• [Listed records]:
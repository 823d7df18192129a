//! Drag-scrolled viewport shared by [`super::ScrollableList`] and [`super::GridSlide`].

use ocrtunes_engine::coords::{Rect, Vec2};
use ocrtunes_engine::paint::Color;

use crate::error::BuildError;
use crate::event::{EventCtx, UiEvent};
use crate::painter::Painter;

pub const TRACK_WIDTH: f32 = 20.0;
/// Thumb shrink per row beyond the visible count.
pub const SHRINK_PER_ROW: f32 = 10.0;
pub const MIN_THUMB: f32 = 20.0;

/// A vertical slider whose thumb position selects how far content is scrolled.
///
/// The thumb spans `[top, top + length]`. Its height is the content height
/// capped at `length`, shrunk by [`SHRINK_PER_ROW`] for each overflowing row.
/// Moving the thumb over its whole travel scrolls through every overflowing
/// row, so one thumb pixel scrolls `1 / SHRINK_PER_ROW` of a row while the
/// minimum height is not reached.
#[derive(Debug, Clone)]
pub struct ScrollTrack {
    top: f32,
    length: f32,
    thumb: Rect,
    overflow: usize,
    dragging: bool,
    grab_y: f32,
}

impl ScrollTrack {
    pub fn new(x: f32, top: f32, length: f32) -> Self {
        Self {
            top,
            length,
            thumb: Rect::new(x, top, TRACK_WIDTH, 0.0),
            overflow: 0,
            dragging: false,
            grab_y: top,
        }
    }

    /// Resizes the thumb for `rows` rows of `pitch` pixels, `max_visible` at a time.
    ///
    /// The thumb keeps its position, clamped to the new travel.
    pub fn set_content(&mut self, rows: usize, max_visible: usize, pitch: f32) {
        let total = pitch * rows as f32;
        self.overflow = rows.saturating_sub(max_visible);
        let mut height = self.length.min(total);
        if total > self.length {
            height -= SHRINK_PER_ROW * self.overflow as f32;
            height = height.max(MIN_THUMB.min(self.length));
        }
        self.thumb.size.y = height.max(0.0);
        self.move_thumb(0.0);
    }

    #[inline]
    pub fn thumb(&self) -> Rect {
        self.thumb
    }

    /// Track bounds (the thumb's full range of motion).
    #[inline]
    pub fn bounds(&self) -> Rect {
        Rect::new(self.thumb.x(), self.top, TRACK_WIDTH, self.length)
    }

    #[inline]
    pub fn is_dragging(&self) -> bool {
        self.dragging
    }

    /// Distance the thumb can move.
    #[inline]
    pub fn travel(&self) -> f32 {
        (self.length - self.thumb.height()).max(0.0)
    }

    /// Accumulated drag offset: `0` at the top, negative further down.
    #[inline]
    pub fn offset(&self) -> f32 {
        self.top - self.thumb.y()
    }

    /// Rows scrolled past the top, fractional while between rows.
    pub fn scrolled_rows(&self) -> f32 {
        let travel = self.travel();
        if self.overflow == 0 || travel <= 0.0 {
            return 0.0;
        }
        -self.offset() * self.overflow as f32 / travel
    }

    pub fn reset(&mut self) {
        self.thumb.origin.y = self.top;
        self.dragging = false;
    }

    /// Press-and-hold on the thumb starts a drag; pointer motion moves it
    /// until the primary button is released.
    pub fn handle_event(&mut self, _event: &UiEvent, ctx: &EventCtx) {
        if !ctx.primary_down {
            self.dragging = false;
            return;
        }
        if !self.dragging && self.thumb.contains(ctx.pointer) {
            self.dragging = true;
            self.grab_y = ctx.pointer.y;
        }
        if self.dragging {
            self.move_thumb(ctx.pointer.y - self.grab_y);
            self.grab_y = ctx.pointer.y;
        }
    }

    fn move_thumb(&mut self, dy: f32) {
        let y = (self.thumb.y() + dy).clamp(self.top, self.top + self.travel());
        self.thumb.origin.y = y;
    }

    pub fn draw(&self, painter: &mut Painter<'_>, idle: Color, dragging: Color) {
        if self.thumb.height() <= 0.0 {
            return;
        }
        let color = if self.dragging { dragging } else { idle };
        painter.fill_rounded_rect(self.thumb, TRACK_WIDTH / 2.0, color, None);
    }
}

/// Geometry of a scrolled viewport: the first cell, spacing, visible rows and the track.
#[derive(Debug, Clone)]
pub struct ScrollArea {
    first: Rect,
    gap: f32,
    max_visible: usize,
    columns: usize,
    track: ScrollTrack,
}

impl ScrollArea {
    pub fn new(first: Rect, gap: f32, max_visible: usize, columns: usize) -> Result<Self, BuildError> {
        if max_visible == 0 {
            return Err(BuildError::ZeroVisible);
        }
        if columns == 0 {
            return Err(BuildError::ZeroColumns);
        }
        let pitch = first.height() + gap;
        let span = (first.width() + gap) * columns as f32;
        let track = ScrollTrack::new(first.x() + span, first.y(), pitch * max_visible as f32);
        Ok(Self { first, gap, max_visible, columns, track })
    }

    #[inline]
    pub fn first(&self) -> Rect {
        self.first
    }

    #[inline]
    pub fn gap(&self) -> f32 {
        self.gap
    }

    #[inline]
    pub fn pitch(&self) -> f32 {
        self.first.height() + self.gap
    }

    #[inline]
    pub fn columns(&self) -> usize {
        self.columns
    }

    /// Height of the visible window.
    #[inline]
    pub fn max_height(&self) -> f32 {
        self.pitch() * self.max_visible as f32
    }

    #[inline]
    pub fn track(&self) -> &ScrollTrack {
        &self.track
    }

    #[inline]
    pub fn track_mut(&mut self) -> &mut ScrollTrack {
        &mut self.track
    }

    pub fn set_rows(&mut self, rows: usize) {
        let (max_visible, pitch) = (self.max_visible, self.pitch());
        self.track.set_content(rows, max_visible, pitch);
    }

    /// Vertical shift applied to every cell.
    #[inline]
    pub fn pixel_offset(&self) -> f32 {
        -self.track.scrolled_rows() * self.pitch()
    }

    /// Whether a cell at `rect` is inside the window and may be hit or drawn.
    #[inline]
    pub fn is_visible(&self, rect: Rect) -> bool {
        let top = self.first.y();
        rect.bottom() < top + self.max_height() + self.gap && rect.bottom() > top
    }

    /// Opaque bands above and below the window that hide overscrolled cells.
    pub fn guards(&self) -> [Rect; 2] {
        let (x, y, h) = (self.first.x(), self.first.y(), self.first.height());
        let span = match self.columns {
            1 => self.first.width(),
            n => (self.first.width() + self.gap) * n as f32,
        };
        [
            Rect::new(x, y - h, span, h),
            Rect::new(x, y + self.max_height() - self.gap, span, h),
        ]
    }

    /// Window plus track.
    pub fn bounds(&self) -> Rect {
        let track = self.track.bounds();
        Rect::from_origin_size(self.first.origin, Vec2::new(track.right() - self.first.x(), self.max_height()))
    }

    pub fn draw_guards(&self, painter: &mut Painter<'_>, color: Color) {
        for guard in self.guards() {
            painter.fill_rect(guard, color);
        }
    }
}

• [Exercise]: Your task is to list each line of the records with the word "idle".

• [Expected answer]:
    pub fn draw(&self, painter: &mut Painter<'_>, idle: Color, dragging: Color) {
        let color = if self.dragging { dragging } else { idle };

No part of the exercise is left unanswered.